K Ram Kumar Mumbai | Updated on September 02, 2019 Published on September 01, 2019

The Reserve Bank of India may need to sterilise the liquidity that will eventually find its way into the financial system once the government starts spending the staggering ₹1,76,051 crore surplus which was approved to be transferred by its central board last week.

In its capacity as the government’s banker and debt manager, the RBI may have to manage the surplus liquidity to stanch its possible inflationary effect.

In this regard, the RBI may resort to open market operation (OMO) sales (of government securities) to suck liquidity out of the financial system, otherwise it could have implications on the inflation front, say market experts.

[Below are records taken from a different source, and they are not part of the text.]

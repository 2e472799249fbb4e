pub mod error;
pub mod fixed;
pub mod matrix;

pub use error::{MathError, Result};
pub use fixed::{FixPoint, Precision};
pub use matrix::{Element, Matrix};
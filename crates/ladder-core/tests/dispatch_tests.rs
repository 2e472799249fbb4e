use ladder_core::{Token, DEFAULT_EPSILON};

fn t(text: &str) -> Token {
    text.parse().unwrap()
}

#[test]
fn forward_and_reverse_agree_across_the_ordering() {
    let pairs = [
        (t("3ub"), t("40")),
        (t("7"), t("0.5")),
        (t("7"), t("1.0 + 2.0i")),
        (t("2.5"), t("1.0 - 1.0i")),
        (t("5ub"), t("9L")),
    ];
    for (a, b) in &pairs {
        assert_eq!(a.add(b).unwrap(), b.add_reverse(a).unwrap());
        assert_eq!(a.subtract(b).unwrap(), b.subtract_reverse(a).unwrap());
        assert_eq!(a.multiply(b).unwrap(), b.multiply_reverse(a).unwrap());
    }
}

#[test]
fn opposite_differences_cancel() {
    let pairs = [
        (t("3ub"), t("40")),
        (t("7"), t("0.5")),
        (t("2.5"), t("1.0 - 1.0i")),
    ];
    for (a, b) in &pairs {
        let sum = a.subtract(b).unwrap().add(&b.subtract(a).unwrap()).unwrap();
        assert!(sum.is_equal_to(&sum.zero().unwrap()).unwrap());
    }
}

#[test]
fn the_result_lands_at_the_higher_kind() {
    assert_eq!(t("3ub").add(&t("40")).unwrap(), t("43"));
    assert_eq!(t("7").subtract(&t("0.5")).unwrap(), t("6.5"));
    assert_eq!(t("2").multiply(&t("1.0 + 2.0i")).unwrap(), t("2.0 + 4.0i"));
    assert_eq!(t("5ub").add(&t("9L")).unwrap(), t("14L"));
}

#[test]
fn nil_absorbs_arithmetic_and_fails_predicates() {
    assert_eq!(Token::Nil.add(&t("5")).unwrap(), Token::Nil);
    assert_eq!(t("5").multiply(&Token::Nil).unwrap(), Token::Nil);
    assert!(!Token::Nil.is_equal_to(&Token::Nil).unwrap());
    assert!(!t("5").is_less_than(&Token::Nil).unwrap());
    assert!(!Token::Nil.is_close_to(&t("5"), DEFAULT_EPSILON).unwrap());
}

#[test]
fn unrelated_kinds_refuse_with_the_incomparability_note() {
    let err = t("1L").add(&t("1.0")).unwrap_err();
    assert_eq!(
        err.to_string(),
        "add method not supported between long '1L' and double '1.0' \
         because the types are incomparable."
    );
    let err = t("fix(1.5,8,4)").add(&t("1.0")).unwrap_err();
    assert_eq!(
        err.to_string(),
        "add method not supported between fixedpoint 'fix(1.5,8,4)' and double '1.0' \
         because the types are incomparable."
    );
}

#[test]
fn reverse_dispatch_reports_under_its_own_name() {
    let err = t("1.0").add_reverse(&t("1L")).unwrap_err();
    assert_eq!(
        err.to_string(),
        "add_reverse method not supported between double '1.0' and long '1L' \
         because the types are incomparable."
    );
}

#[test]
fn identities_hold_for_every_kind_that_has_them() {
    let tokens = [
        t("200ub"),
        t("-7"),
        t("9L"),
        t("2.5"),
        t("1.0 + 2.0i"),
        t("fix(5.34375,10,4)"),
        Token::smooth(2.0, vec![1.0]),
        t("{1, 2, 3}"),
        t("[1, 2; 3, 4]"),
    ];
    for token in &tokens {
        let zero = token.zero().unwrap();
        let one = token.one().unwrap();
        assert!(token.is_equal_to(&token.add(&zero).unwrap()).unwrap());
        assert!(token.is_equal_to(&token.multiply(&one).unwrap()).unwrap());
    }
    let s = t("\"ab\"");
    assert_eq!(s.add(&s.zero().unwrap()).unwrap(), s);
}

#[test]
fn failures_after_promotion_name_the_original_operands() {
    let err = t("1.0 + 2.0i").modulo(&t("3")).unwrap_err();
    assert_eq!(
        err.to_string(),
        "modulo operation not supported between complex '1.0 + 2.0i' and int '3'"
    );
}

#[test]
fn ordering_and_bitwise_widen_the_lower_receiver() {
    assert!(t("5ub").is_less_than(&t("9")).unwrap());
    assert!(!t("9").is_less_than(&t("5")).unwrap());
    assert_eq!(t("6").bitwise_and(&t("3L")).unwrap(), t("2L"));
    assert_eq!(t("6").bitwise_or(&t("3")).unwrap(), t("7"));
    assert_eq!(t("6").bitwise_xor(&t("3")).unwrap(), t("5"));
}

#[test]
fn closeness_promotes_either_side() {
    assert!(t("1").is_close_to(&t("1.0000000001"), 1e-9).unwrap());
    assert!(t("1.0000000001").is_close_to(&t("1"), 1e-9).unwrap());
    assert!(!t("1").is_close_to_default(&t("1.1")).unwrap());
}

#[test]
fn string_is_the_top_of_the_ordering() {
    assert_eq!(t("2").add(&t("\"x\"")).unwrap(), t("\"2x\""));
    assert_eq!(t("\"x\"").add(&t("2")).unwrap(), t("\"x2\""));
    assert_eq!(t("true").add(&t("\"!\"")).unwrap(), t("\"true!\""));
    assert!(t("\"2\"").is_equal_to(&t("2")).unwrap());
}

OMO sales could be over and above the routine reverse repo auctions that the RBI conducts under its liquidity adjustment facility.

Under the reverse repo auction, banks deploy their surplus liquidity with the RBI. As part of this transaction, banks purchase securities from the RBI with an agreement to resell them to the latter on a mutually agreed future date at an agreed price which includes interest for the funds lent..

Under OMO, the RBI resorts to sale of securities to suck out the rupee liquidity. When the liquidity conditions are tight, RBI buy securities from the market, releasing liquidity.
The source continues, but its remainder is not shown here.